L’inceste n’est pas l’Œdipe

Linceste n’est pas un Œdipe trop intense ni l’exhibition dun élan trop fougueux. Il n’y a pas de continuité entre un acte, un geste, une logique normo-névrotique et leurs équivalents pervers. Non seulement, d’ailleurs, le comportement pervers n’est pas un comportement normal “trop intense”, mais, au contraire, il se camoufle fréquemment derrière une façade de normalité» [7]

Pour Racamier, « L’inceste n’est pas du registre de l’œdipe, Il n’a rien à faire du tabou de l’inceste. Il n’est pas non plus du registre de la castration »[8].

Pour essayer d’illustrer nos propos on a tenté de faire appel à la mythologie.

· Œdipe s’est caractérisé par le fantasme (mythe) et ensuite le passage à l’acte (l’inceste) . Après le déni, la vérité a été révélé au grand jour, et le châtiment est tombé. Cette transgression a été aussitôt punie par la mort et la cécité. Ce mythe vient nous symboliser l’interdit fondateur qui régit les lois des sociétés humaines.

· Périandre est un jeune homme devenu roi, qui essaie de se séparer comme il peut de sa mère trop possessive qui l’empêche de s’émanciper. Voulant à tout prix garder son fils au près d’elle, celle-ci tente de le séduire et lui tend un piège ; un beau jour elle lui fait croire qu’une jeune femme amoureuse de lui, viendra le rejoindre durant la nuit mais elle sera masquée car elle tient à rester anonyme.

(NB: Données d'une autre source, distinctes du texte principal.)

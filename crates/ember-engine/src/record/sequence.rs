use std::collections::BTreeMap;

use crate::bind::BindGroup;
use crate::device::Device;
use crate::error::{RenderError, Result};
use crate::paint::Color;
use crate::pipeline::{BindGroupLayoutDesc, PipelineState, Topology};
use crate::resource::GpuBuffer;

use super::{Command, RecordedPass};

/// Lifecycle of a [`CommandSequence`].
#[derive(Debug, Copy, Clone, Eq, PartialEq, Hash)]
pub enum SequenceState {
    Idle,
    Recording,
    Ended,
    Submitted,
}

/// What `draw` needs to know about the bound pipeline.
#[derive(Debug, Clone)]
struct BoundPipeline {
    label: String,
    topology: Topology,
    stride: u64,
    groups: Vec<BindGroupLayoutDesc>,
}

/// Write-once recording of a single render pass.
///
/// `Idle -> Recording` on [`begin_pass`](Self::begin_pass), `Recording -> Ended`
/// on [`end_pass`](Self::end_pass). Only an ended sequence can be submitted.
/// A call that fails leaves the sequence exactly as it was.
#[derive(Debug)]
pub struct CommandSequence<D: Device> {
    label: String,
    state: SequenceState,
    view: Option<D::View>,
    clear: Color,
    commands: Vec<Command<D>>,

    pipeline: Option<BoundPipeline>,
    vertex_buffers: BTreeMap<u32, u64>,
    bind_groups: BTreeMap<u32, BindGroupLayoutDesc>,
    // Draws are unbounded, so totals are kept wider than one draw's count.
    draw_calls: u64,
    vertices_drawn: u64,
    triangles: u64,
}

impl<D: Device> CommandSequence<D> {
    pub fn new(label: impl Into<String>) -> Self {
        Self {
            label: label.into(),
            state: SequenceState::Idle,
            view: None,
            clear: Color::default(),
            commands: Vec::new(),
            pipeline: None,
            vertex_buffers: BTreeMap::new(),
            bind_groups: BTreeMap::new(),
            draw_calls: 0,
            vertices_drawn: 0,
            triangles: 0,
        }
    }

    #[inline]
    pub fn label(&self) -> &str {
        &self.label
    }

    #[inline]
    pub fn state(&self) -> SequenceState {
        self.state
    }

    #[inline]
    pub fn commands(&self) -> &[Command<D>] {
        &self.commands
    }

    #[inline]
    pub fn draw_calls(&self) -> u64 {
        self.draw_calls
    }

    #[inline]
    pub fn vertices_drawn(&self) -> u64 {
        self.vertices_drawn
    }

    /// Triangles assembled across all draws.
    #[inline]
    pub fn triangles(&self) -> u64 {
        self.triangles
    }

    /// Opens the pass against `view`, which is cleared to `clear` before any draw.
    ///
    /// NaN and infinite channels are replaced with 0. Finite values are kept
    /// as given, including those outside `[0, 1]` meant for float targets.
    pub fn begin_pass(&mut self, view: D::View, clear: Color) -> Result<()> {
        match self.state {
            SequenceState::Idle => {}
            SequenceState::Recording => return Err(RenderError::PassAlreadyBegun),
            SequenceState::Ended | SequenceState::Submitted => {
                return Err(RenderError::SequenceClosed);
            }
        }
        if !clear.is_finite() {
            log::warn!(
                "pass '{}': non-finite clear color {clear:?}, zeroing those channels",
                self.label
            );
        }
        self.view = Some(view);
        self.clear = clear.finite_or_zero();
        self.state = SequenceState::Recording;
        log::trace!("pass '{}' begun", self.label);
        Ok(())
    }

    pub fn set_pipeline(&mut self, pipeline: &PipelineState<D>) -> Result<()> {
        self.require_recording()?;
        self.pipeline = Some(BoundPipeline {
            label: pipeline.label().to_string(),
            topology: pipeline.topology(),
            stride: pipeline.vertex_layout().stride(),
            groups: pipeline
                .bind_group_layouts()
                .iter()
                .map(|l| l.desc().clone())
                .collect(),
        });
        self.commands.push(Command::SetPipeline(pipeline.raw().clone()));
        Ok(())
    }

    /// Binds `buffer` as the vertex source for `slot`. Requires `VERTEX` usage.
    pub fn set_vertex_buffer(&mut self, slot: u32, buffer: &GpuBuffer<D>) -> Result<()> {
        self.require_recording()?;
        buffer.require(wgpu::BufferUsages::VERTEX)?;
        self.vertex_buffers.insert(slot, buffer.size());
        self.commands.push(Command::SetVertexBuffer {
            slot,
            buffer: buffer.raw().clone(),
        });
        Ok(())
    }

    pub fn set_bind_group(&mut self, index: u32, group: &BindGroup<D>) -> Result<()> {
        self.require_recording()?;
        self.bind_groups.insert(index, group.layout().clone());
        self.commands.push(Command::SetBindGroup {
            index,
            group: group.raw().clone(),
        });
        Ok(())
    }

    /// Records a draw of `vertex_count` vertices starting at vertex 0.
    ///
    /// Checks that a pipeline is bound, every group it declares has a
    /// compatible bind group set, and the vertex buffer holds enough vertices.
    pub fn draw(&mut self, vertex_count: u32) -> Result<()> {
        self.require_recording()?;
        let pipeline = self.pipeline.as_ref().ok_or(RenderError::NoPipelineBound)?;

        for desc in &pipeline.groups {
            match self.bind_groups.get(&desc.group) {
                Some(bound) if bound == desc => {}
                Some(_) => {
                    return Err(RenderError::LayoutMismatch(format!(
                        "bind group at index {} does not match the layout of pipeline '{}'",
                        desc.group, pipeline.label
                    )));
                }
                None => {
                    return Err(RenderError::LayoutMismatch(format!(
                        "pipeline '{}' declares group {} but no bind group was set",
                        pipeline.label, desc.group
                    )));
                }
            }
        }

        let buffer_size = *self.vertex_buffers.get(&0).ok_or_else(|| {
            RenderError::LayoutMismatch(format!(
                "pipeline '{}' reads vertex buffer 0 but none was set",
                pipeline.label
            ))
        })?;
        let available = buffer_size / pipeline.stride;
        if u64::from(vertex_count) > available {
            return Err(RenderError::LayoutMismatch(format!(
                "draw of {vertex_count} vertices but the vertex buffer holds {available}"
            )));
        }

        let topology = pipeline.topology;
        let leftover = topology.leftover_vertices(vertex_count);
        if leftover != 0 {
            log::warn!(
                "pass '{}': {leftover} trailing vertex(es) ignored by {topology:?}",
                self.label
            );
        }
        if vertex_count < topology.min_vertices() {
            log::warn!(
                "pass '{}': draw of {vertex_count} vertices produces no triangles",
                self.label
            );
        }

        self.commands.push(Command::Draw {
            vertices: 0..vertex_count,
        });
        self.draw_calls = self.draw_calls.saturating_add(1);
        self.vertices_drawn = self.vertices_drawn.saturating_add(u64::from(vertex_count));
        self.triangles = self
            .triangles
            .saturating_add(u64::from(topology.triangle_count(vertex_count)));
        Ok(())
    }

    /// Freezes the sequence. Nothing more can be recorded.
    pub fn end_pass(&mut self) -> Result<()> {
        self.require_recording()?;
        self.commands.push(Command::End);
        self.state = SequenceState::Ended;
        log::trace!(
            "pass '{}' ended: {} command(s), {} draw(s)",
            self.label,
            self.commands.len(),
            self.draw_calls
        );
        Ok(())
    }

    /// The finished pass, once the sequence has ended.
    pub fn recorded_pass(&self) -> Option<RecordedPass<'_, D>> {
        if self.state != SequenceState::Ended {
            return None;
        }
        Some(RecordedPass {
            label: &self.label,
            view: self.view.as_ref()?,
            clear: self.clear,
            commands: &self.commands,
        })
    }

    pub(crate) fn mark_submitted(&mut self) {
        self.state = SequenceState::Submitted;
    }

    fn require_recording(&self) -> Result<()> {
        match self.state {
            SequenceState::Recording => Ok(()),
            SequenceState::Idle => Err(RenderError::PassNotBegun),
            SequenceState::Ended | SequenceState::Submitted => Err(RenderError::SequenceClosed),
        }
    }
}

Séductrice et perverse la mère de Périandre réussit à le piéger, et à le rejoindre dans son lit, et le passage à l’acte incestueux eut lieu.

Troublé, Périandre a finit par découvrir que l’amante si merveilleuse qui se cachait derrière le masque n’était personne d’autre que sa mère. Périandre a fini sa vie à côté de sa mère, il a été un épouvantable tyran. Sa mère a eu recours à un acte incestueux car elle était incapable de renoncer à l’amour exclusif de son fils ; c’était sa chose, le seul et unique objet de son désir.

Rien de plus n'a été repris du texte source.